INPUT START

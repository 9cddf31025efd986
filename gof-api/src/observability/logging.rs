//! Structured logging and request correlation.
//!
//! # Examples
//!
//! ```rust,no_run
//! use gof_api::observability::logging::{init_logging, LogConfig};
//!
//! init_logging(&LogConfig::default()).expect("Failed to initialize logging");
//! ```

use axum::{
    extract::Request,
    http::{HeaderMap, HeaderValue},
    middleware::Next,
    response::Response,
};
use serde::{Deserialize, Serialize};
use std::time::Instant;
use tracing::{info, Instrument};
use tracing_subscriber::{
    fmt::{self, format::FmtSpan},
    layer::SubscriberExt,
    util::SubscriberInitExt,
    EnvFilter, Layer,
};
use uuid::Uuid;

/// HTTP header for request correlation ID
pub const REQUEST_ID_HEADER: &str = "X-Request-ID";

// ============================================================================
// Configuration
// ============================================================================

#[derive(Debug, Clone, Copy, PartialEq, Eq, Serialize, Deserialize)]
#[serde(rename_all = "lowercase")]
pub enum LogFormat {
    /// Machine-readable, one JSON object per event
    Json,
    Pretty,
    Compact,
}

impl Default for LogFormat {
    fn default() -> Self {
        #[cfg(debug_assertions)]
        return Self::Pretty;

        #[cfg(not(debug_assertions))]
        return Self::Json;
    }
}

#[derive(Debug, Clone, Serialize, Deserialize, PartialEq)]
#[serde(default)]
pub struct LogConfig {
    pub format: LogFormat,
    /// Default level when neither `filter` nor `RUST_LOG` is set
    pub level: String,
    /// Per-module directives (e.g. "gof_metrics=debug,tower_http=info")
    pub filter: Option<String>,
}

impl Default for LogConfig {
    fn default() -> Self {
        Self {
            format: LogFormat::default(),
            level: "info".to_string(),
            filter: None,
        }
    }
}

impl LogConfig {
    fn env_filter(&self) -> Result<EnvFilter, LoggingError> {
        match self.filter {
            Some(ref filter) => {
                EnvFilter::try_new(filter).map_err(|e| LoggingError::Filter(e.to_string()))
            }
            None => Ok(EnvFilter::try_from_default_env()
                .unwrap_or_else(|_| EnvFilter::new(&self.level))),
        }
    }
}

#[derive(Debug, thiserror::Error)]
pub enum LoggingError {
    #[error("Invalid log filter: {0}")]
    Filter(String),

    #[error("Failed to install log subscriber: {0}")]
    Install(String),
}

// ============================================================================
// Request Logging Middleware
// ============================================================================

/// Extract or generate request ID from headers
fn extract_request_id(headers: &HeaderMap) -> String {
    headers
        .get(REQUEST_ID_HEADER)
        .and_then(|v| v.to_str().ok())
        .filter(|s| !s.is_empty())
        .map(|s| s.to_string())
        .unwrap_or_else(|| Uuid::new_v4().to_string())
}

/// Logs every request with a correlation ID and echoes the ID back in the
/// `X-Request-ID` response header.
pub async fn request_logging_middleware(request: Request, next: Next) -> Response {
    let start = Instant::now();
    let request_id = extract_request_id(request.headers());

    let method = request.method().to_string();
    let uri = request.uri().to_string();

    let span = tracing::info_span!("request", request.id = %request_id);

    async move {
        info!(request.method = %method, request.uri = %uri, "Incoming request");

        let response = next.run(request).await;
        let duration_ms = start.elapsed().as_millis() as u64;
        let status = response.status();

        if status.is_server_error() {
            tracing::error!(
                response.status = status.as_u16(),
                response.duration_ms = duration_ms,
                "Request completed with server error"
            );
        } else if status.is_client_error() {
            tracing::warn!(
                response.status = status.as_u16(),
                response.duration_ms = duration_ms,
                "Request completed with client error"
            );
        } else {
            tracing::info!(
                response.status = status.as_u16(),
                response.duration_ms = duration_ms,
                "Request completed successfully"
            );
        }

        let (mut parts, body) = response.into_parts();
        if let Ok(value) = HeaderValue::from_str(&request_id) {
            parts.headers.insert(REQUEST_ID_HEADER, value);
        }
        Response::from_parts(parts, body)
    }
    .instrument(span)
    .await
}

// ============================================================================
// Logging Initialization
// ============================================================================

/// Install the global subscriber. Fails if one is already installed.
pub fn init_logging(config: &LogConfig) -> Result<(), LoggingError> {
    let env_filter = config.env_filter()?;

    let installed = match config.format {
        LogFormat::Json => {
            let json_layer = fmt::layer()
                .json()
                .with_span_events(FmtSpan::CLOSE)
                .with_current_span(true)
                .with_thread_ids(true)
                .with_filter(env_filter);

            tracing_subscriber::registry().with(json_layer).try_init()
        }
        LogFormat::Pretty => {
            let pretty_layer = fmt::layer()
                .pretty()
                .with_thread_names(true)
                .with_filter(env_filter);

            tracing_subscriber::registry().with(pretty_layer).try_init()
        }
        LogFormat::Compact => {
            let compact_layer = fmt::layer().compact().with_filter(env_filter);

            tracing_subscriber::registry().with(compact_layer).try_init()
        }
    };
    installed.map_err(|e| LoggingError::Install(e.to_string()))?;

    info!("Logging system initialized with format: {:?}", config.format);
    Ok(())
}

#[cfg(test)]
mod tests {
    use super::*;
    use axum::{body::Body, http::StatusCode, middleware, routing::get, Router};
    use tower::ServiceExt;

    fn app() -> Router {
        async fn handler() -> &'static str {
            "ok"
        }

        Router::new()
            .route("/", get(handler))
            .layer(middleware::from_fn(request_logging_middleware))
    }

    #[test]
    fn test_log_format_deserialization() {
        let format: LogFormat = serde_json::from_str("\"json\"").unwrap();
        assert_eq!(format, LogFormat::Json);
        let format: LogFormat = serde_json::from_str("\"compact\"").unwrap();
        assert_eq!(format, LogFormat::Compact);
        assert!(serde_json::from_str::<LogFormat>("\"xml\"").is_err());
    }

    #[test]
    fn test_log_config_partial_deserialization() {
        let config: LogConfig = serde_json::from_str(r#"{"level": "debug"}"#).unwrap();
        assert_eq!(config.level, "debug");
        assert_eq!(config.format, LogFormat::default());
        assert!(config.filter.is_none());
    }

    #[test]
    fn test_invalid_filter_is_rejected() {
        let config = LogConfig {
            filter: Some("gof_metrics=notalevel".to_string()),
            ..LogConfig::default()
        };
        assert!(matches!(config.env_filter(), Err(LoggingError::Filter(_))));
    }

    #[test]
    fn test_extract_request_id_generates_uuid() {
        let id = extract_request_id(&HeaderMap::new());
        assert!(Uuid::parse_str(&id).is_ok());
    }

    #[tokio::test]
    async fn test_middleware_echoes_request_id() {
        let request = Request::builder()
            .uri("/")
            .header(REQUEST_ID_HEADER, "abc-123")
            .body(Body::empty())
            .unwrap();

        let response = app().oneshot(request).await.unwrap();

        assert_eq!(response.status(), StatusCode::OK);
        assert_eq!(response.headers()[REQUEST_ID_HEADER], "abc-123");
    }

    #[tokio::test]
    async fn test_middleware_assigns_request_id() {
        let request = Request::builder().uri("/").body(Body::empty()).unwrap();

        let response = app().oneshot(request).await.unwrap();

        let id = response.headers()[REQUEST_ID_HEADER].to_str().unwrap();
        assert!(Uuid::parse_str(id).is_ok());
    }
}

INPUT END

WORK TO BE COMPLETED:
Each line above must be output exactly as it stands.

ANSWER SPACE:
repository 9cddf31025efd986
filename gof-api/src/observability/logging.rs
//! Structured logging and request correlation.
//!
//! # Examples
//!
//! ```rust,no_run
//! use gof_api::observability::logging::{init_logging, LogConfig};
//!
//! init_logging(&LogConfig::default()).expect("Failed to initialize logging");
//! ```

use axum::{
    extract::Request,
    http::{HeaderMap, HeaderValue},
    middleware::Next,
    response::Response,
};
use serde::{Deserialize, Serialize};
use std::time::Instant;
use tracing::{info, Instrument};
use tracing_subscriber::{
    fmt::{self, format::FmtSpan},
    layer::SubscriberExt,
    util::SubscriberInitExt,
    EnvFilter, Layer,
};
use uuid::Uuid;

/// HTTP header for request correlation ID
pub const REQUEST_ID_HEADER: &str = "X-Request-ID";

// ============================================================================
// Configuration
// ============================================================================

#[derive(Debug, Clone, Copy, PartialEq, Eq, Serialize, Deserialize)]
#[serde(rename_all = "lowercase")]
pub enum LogFormat {
    /// Machine-readable, one JSON object per event
    Json,
    Pretty,
    Compact,
}

impl Default for LogFormat {
    fn default() -> Self {
        #[cfg(debug_assertions)]
        return Self::Pretty;

        #[cfg(not(debug_assertions))]
        return Self::Json;
    }
}

#[derive(Debug, Clone, Serialize, Deserialize, PartialEq)]
#[serde(default)]
pub struct LogConfig {
    pub format: LogFormat,
    /// Default level when neither `filter` nor `RUST_LOG` is set
    pub level: String,
    /// Per-module directives (e.g. "gof_metrics=debug,tower_http=info")
    pub filter: Option<String>,
}

impl Default for LogConfig {
    fn default() -> Self {
        Self {
            format: LogFormat::default(),
            level: "info".to_string(),
            filter: None,
        }
    }
}

impl LogConfig {
    fn env_filter(&self) -> Result<EnvFilter, LoggingError> {
        match self.filter {
            Some(ref filter) => {
                EnvFilter::try_new(filter).map_err(|e| LoggingError::Filter(e.to_string()))
            }
            None => Ok(EnvFilter::try_from_default_env()
                .unwrap_or_else(|_| EnvFilter::new(&self.level))),
        }
    }
}

#[derive(Debug, thiserror::Error)]
pub enum LoggingError {
    #[error("Invalid log filter: {0}")]
    Filter(String),

    #[error("Failed to install log subscriber: {0}")]
    Install(String),
}

// ============================================================================
// Request Logging Middleware
// ============================================================================

/// Extract or generate request ID from headers
fn extract_request_id(headers: &HeaderMap) -> String {
    headers
        .get(REQUEST_ID_HEADER)
        .and_then(|v| v.to_str().ok())
        .filter(|s| !s.is_empty())
        .map(|s| s.to_string())
        .unwrap_or_else(|| Uuid::new_v4().to_string())
}

/// Logs every request with a correlation ID and echoes the ID back in the
/// `X-Request-ID` response header.
pub async fn request_logging_middleware(request: Request, next: Next) -> Response {
    let start = Instant::now();
    let request_id = extract_request_id(request.headers());

    let method = request.method().to_string();
    let uri = request.uri().to_string();

    let span = tracing::info_span!("request", request.id = %request_id);

    async move {
        info!(request.method = %method, request.uri = %uri, "Incoming request");

        let response = next.run(request).await;
        let duration_ms = start.elapsed().as_millis() as u64;
        let status = response.status();

        if status.is_server_error() {
            tracing::error!(
                response.status = status.as_u16(),
                response.duration_ms = duration_ms,
                "Request completed with server error"
            );
        } else if status.is_client_error() {
            tracing::warn!(
                response.status = status.as_u16(),
                response.duration_ms = duration_ms,
                "Request completed with client error"
            );
        } else {
            tracing::info!(
                response.status = status.as_u16(),
                response.duration_ms = duration_ms,
                "Request completed successfully"
            );
        }

        let (mut parts, body) = response.into_parts();
        if let Ok(value) = HeaderValue::from_str(&request_id) {
            parts.headers.insert(REQUEST_ID_HEADER, value);
        }
        Response::from_parts(parts, body)
    }
    .instrument(span)
    .await
}

// ============================================================================
// Logging Initialization
// ============================================================================

/// Install the global subscriber. Fails if one is already installed.
pub fn init_logging(config: &LogConfig) -> Result<(), LoggingError> {
    let env_filter = config.env_filter()?;

    let installed = match config.format {
        LogFormat::Json => {
            let json_layer = fmt::layer()
                .json()
                .with_span_events(FmtSpan::CLOSE)
                .with_current_span(true)
                .with_thread_ids(true)
                .with_filter(env_filter);

            tracing_subscriber::registry().with(json_layer).try_init()
        }
        LogFormat::Pretty => {
            let pretty_layer = fmt::layer()
                .pretty()
                .with_thread_names(true)
                .with_filter(env_filter);

            tracing_subscriber::registry().with(pretty_layer).try_init()
        }
        LogFormat::Compact => {
            let compact_layer = fmt::layer().compact().with_filter(env_filter);

            tracing_subscriber::registry().with(compact_layer).try_init()
        }
    };
    installed.map_err(|e| LoggingError::Install(e.to_string()))?;

    info!("Logging system initialized with format: {:?}", config.format);
    Ok(())
}

#[cfg(test)]
mod tests {
    use super::*;
    use axum::{body::Body, http::StatusCode, middleware, routing::get, Router};
    use tower::ServiceExt;

    fn app() -> Router {
        async fn handler() -> &'static str {
            "ok"
        }

        Router::new()
            .route("/", get(handler))
            .layer(middleware::from_fn(request_logging_middleware))
    }

    #[test]
    fn test_log_format_deserialization() {
        let format: LogFormat = serde_json::from_str("\"json\"").unwrap();
        assert_eq!(format, LogFormat::Json);
        let format: LogFormat = serde_json::from_str("\"compact\"").unwrap();
        assert_eq!(format, LogFormat::Compact);
        assert!(serde_json::from_str::<LogFormat>("\"xml\"").is_err());
    }

    #[test]
    fn test_log_config_partial_deserialization() {
        let config: LogConfig = serde_json::from_str(r#"{"level": "debug"}"#).unwrap();
        assert_eq!(config.level, "debug");
        assert_eq!(config.format, LogFormat::default());
        assert!(config.filter.is_none());
    }

    #[test]
    fn test_invalid_filter_is_rejected() {
        let config = LogConfig {
            filter: Some("gof_metrics=notalevel".to_string()),
            ..LogConfig::default()
        };
        assert!(matches!(config.env_filter(), Err(LoggingError::Filter(_))));
    }

    #[test]
    fn test_extract_request_id_generates_uuid() {
        let id = extract_request_id(&HeaderMap::new());
        assert!(Uuid::parse_str(&id).is_ok());
    }

    #[tokio::test]
    async fn test_middleware_echoes_request_id() {
        let request = Request::builder()
            .uri("/")
            .header(REQUEST_ID_HEADER, "abc-123")
            .body(Body::empty())
            .unwrap();

        let response = app().oneshot(request).await.unwrap();

        assert_eq!(response.status(), StatusCode::OK);
        assert_eq!(response.headers()[REQUEST_ID_HEADER], "abc-123");
    }

    #[tokio::test]
    async fn test_middleware_assigns_request_id() {
        let request = Request::builder().uri("/").body(Body::empty()).unwrap();

        let response = app().oneshot(request).await.unwrap();

        let id = response.headers()[REQUEST_ID_HEADER].to_str().unwrap();
        assert!(Uuid::parse_str(id).is_ok());
    }
}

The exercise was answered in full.